[EXERCISE DATA — start]

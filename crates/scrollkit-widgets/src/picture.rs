//! Static image widget.

use scrollkit_core::{
    widget::{AccessibleRole, LayoutResult},
    Canvas, Constraints, Event, Message, Point, Rect, Size, TypeId, Widget,
};
use serde::{Deserialize, Serialize};

/// A named image resource drawn at a fixed size.
#[derive(Debug, Clone, Serialize, Deserialize)]
pub struct Picture {
    /// Image resource name
    name: String,
    /// Cached bounds
    bounds: Rect,
}

impl Picture {
    /// Create a picture of `size` with its top-left corner at `position`.
    #[must_use]
    pub fn new(name: impl Into<String>, position: Point, size: Size) -> Self {
        Self {
            name: name.into(),
            bounds: Rect::from_origin_size(position, size),
        }
    }

    /// Image resource name.
    #[must_use]
    pub fn name(&self) -> &str {
        &self.name
    }
}

impl Widget for Picture {
    fn type_id(&self) -> TypeId {
        TypeId::of::<Self>()
    }

    fn measure(&self, constraints: Constraints) -> Size {
        constraints.constrain(self.bounds.size())
    }

    fn layout(&mut self, bounds: Rect) -> LayoutResult {
        self.bounds = bounds;
        LayoutResult {
            size: bounds.size(),
        }
    }

    fn paint(&self, canvas: &mut dyn Canvas) {
        if self.name.is_empty() || self.bounds.size().is_empty() {
            return;
        }
        canvas.draw_image(&self.name, self.bounds);
    }

    fn event(&mut self, _event: &Event) -> Option<Message> {
        None
    }

    fn children(&self) -> &[Box<dyn Widget>] {
        &[]
    }

    fn children_mut(&mut self) -> &mut [Box<dyn Widget>] {
        &mut []
    }

    fn bounds(&self) -> Rect {
        self.bounds
    }

    fn accessible_role(&self) -> AccessibleRole {
        AccessibleRole::Image
    }
}
//! Declarative widget configuration.
//!
//! Every list widget can be described by a small serde struct so screens can
//! be laid out from YAML instead of code:
//!
//! ```yaml
//! position: { x: 10.0, y: 20.0 }
//! item_offset: { x: 0.0, y: 32.0 }
//! visible_size: 5
//! total_size: 40
//! slider:
//!   position: { x: 200.0, y: 20.0 }
//!   length: 160.0
//!   style: blue
//! ```

use crate::slider::{SliderOrientation, SliderStyle};
use scrollkit_core::{FontKind, Point, Size};
use serde::de::DeserializeOwned;
use serde::{Deserialize, Serialize};
use thiserror::Error;

/// Errors raised while loading or validating widget configuration.
#[derive(Debug, Error)]
pub enum ConfigError {
    /// The document is not valid YAML or does not match the schema.
    #[error("YAML error: {0}")]
    Yaml(#[from] serde_yaml_ng::Error),

    /// A field holds a value the widget cannot work with.
    #[error("Invalid value for '{field}': {message}")]
    InvalidValue {
        /// Field name
        field: &'static str,
        /// What is wrong with it
        message: String,
    },
}

impl ConfigError {
    fn invalid(field: &'static str, message: impl Into<String>) -> Self {
        Self::InvalidValue {
            field,
            message: message.into(),
        }
    }
}

/// Semantic checks run after deserialization.
pub trait Validate {
    /// Reject values the widget cannot honor.
    fn validate(&self) -> Result<(), ConfigError>;
}

/// Parse and validate a configuration document.
pub fn from_yaml<T: DeserializeOwned + Validate>(yaml: &str) -> Result<T, ConfigError> {
    let config: T = serde_yaml_ng::from_str(yaml)?;
    config.validate()?;
    Ok(config)
}

/// Placement and look of a scroll slider.
#[derive(Debug, Clone, PartialEq, Serialize, Deserialize)]
#[serde(default)]
pub struct SliderConfig {
    /// Top-left corner of the slider
    pub position: Point,
    /// Length of the slider along its axis
    pub length: f32,
    /// Axis the slider moves along
    pub orientation: SliderOrientation,
    /// Color scheme
    pub style: SliderStyle,
}

impl Default for SliderConfig {
    fn default() -> Self {
        Self {
            position: Point::ORIGIN,
            length: 100.0,
            orientation: SliderOrientation::Vertical,
            style: SliderStyle::Brown,
        }
    }
}

impl Validate for SliderConfig {
    fn validate(&self) -> Result<(), ConfigError> {
        if self.length <= 0.0 {
            return Err(ConfigError::invalid("length", "must be positive"));
        }
        Ok(())
    }
}

/// Configuration for a [`ListBox`](crate::ListBox).
#[derive(Debug, Clone, PartialEq, Serialize, Deserialize)]
#[serde(default)]
pub struct ListBoxConfig {
    /// Top-left corner of the first visible item
    pub position: Point,
    /// Distance between consecutive items
    pub item_offset: Point,
    /// Number of item slots kept alive
    pub visible_size: usize,
    /// Number of items in the whole list
    pub total_size: usize,
    /// Index of the first visible item
    pub initial_position: usize,
    /// Optional slider attached to the list
    pub slider: Option<SliderConfig>,
}

impl Default for ListBoxConfig {
    fn default() -> Self {
        Self {
            position: Point::ORIGIN,
            item_offset: Point::new(0.0, 32.0),
            visible_size: 1,
            total_size: 0,
            initial_position: 0,
            slider: None,
        }
    }
}

impl ListBoxConfig {
    /// Load from a YAML document.
    pub fn from_yaml(yaml: &str) -> Result<Self, ConfigError> {
        from_yaml(yaml)
    }
}

impl Validate for ListBoxConfig {
    fn validate(&self) -> Result<(), ConfigError> {
        if self.visible_size == 0 {
            return Err(ConfigError::invalid(
                "visible_size",
                "a list box needs at least one slot",
            ));
        }
        if self.initial_position > self.total_size {
            return Err(ConfigError::invalid(
                "initial_position",
                format!(
                    "{} is past the end of a list of {}",
                    self.initial_position, self.total_size
                ),
            ));
        }
        if let Some(slider) = &self.slider {
            slider.validate()?;
        }
        Ok(())
    }
}

/// Configuration for a [`TabbedPanel`](crate::TabbedPanel).
#[derive(Debug, Clone, Default, PartialEq, Serialize, Deserialize)]
#[serde(default)]
pub struct TabbedPanelConfig {
    /// Top-left corner of the page
    pub position: Point,
    /// Index of the page shown first
    pub active_index: usize,
}

impl TabbedPanelConfig {
    /// Load from a YAML document.
    pub fn from_yaml(yaml: &str) -> Result<Self, ConfigError> {
        from_yaml(yaml)
    }
}

impl Validate for TabbedPanelConfig {
    fn validate(&self) -> Result<(), ConfigError> {
        Ok(())
    }
}

/// Configuration for a [`DropBox`](crate::DropBox).
#[derive(Debug, Clone, PartialEq, Serialize, Deserialize)]
#[serde(default)]
pub struct DropBoxConfig {
    /// Top-left corner of the closed box
    pub position: Point,
    /// Background image of the closed box
    pub selection_image: String,
    /// Size of the closed box
    pub selection_size: Size,
    /// Background image of the popup list
    pub list_image: String,
    /// Size of the popup list
    pub list_size: Size,
    /// Number of rows visible in the popup list
    pub list_visible_size: usize,
    /// Font of the selection label
    pub font: FontKind,
    /// Entries to choose from
    pub items: Vec<String>,
    /// Initially selected entry
    pub selected_index: usize,
}

impl Default for DropBoxConfig {
    fn default() -> Self {
        Self {
            position: Point::ORIGIN,
            selection_image: String::new(),
            selection_size: Size::new(120.0, 20.0),
            list_image: String::new(),
            list_size: Size::new(120.0, 100.0),
            list_visible_size: 5,
            font: FontKind::Small,
            items: Vec::new(),
            selected_index: 0,
        }
    }
}

impl DropBoxConfig {
    /// Load from a YAML document.
    pub fn from_yaml(yaml: &str) -> Result<Self, ConfigError> {
        from_yaml(yaml)
    }
}

impl Validate for DropBoxConfig {
    fn validate(&self) -> Result<(), ConfigError> {
        if self.list_visible_size == 0 {
            return Err(ConfigError::invalid(
                "list_visible_size",
                "the popup must show at least one row",
            ));
        }
        if self.list_size.is_empty() {
            return Err(ConfigError::invalid("list_size", "must not be empty"));
        }
        if self.selection_size.is_empty() {
            return Err(ConfigError::invalid("selection_size", "must not be empty"));
        }
        Ok(())
    }
}
//! Test support: backend doubles used by unit and integration tests.

pub mod mock;

pub use mock::{Op, RecordingToolkit};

[EXERCISE DATA — finish]

# THE TASK:
A verbatim transcription is needed of the lines above, starting at the line with "if let Some(slider)" and ending at the line with "pub struct TabbedPanelConfig", both included, and of nothing else.

# ANSWER TO THE PROBLEM:
        if let Some(slider) = &self.slider {
            slider.validate()?;
        }
        Ok(())
    }
}

/// Configuration for a [`TabbedPanel`](crate::TabbedPanel).
#[derive(Debug, Clone, Default, PartialEq, Serialize, Deserialize)]
#[serde(default)]
pub struct TabbedPanelConfig {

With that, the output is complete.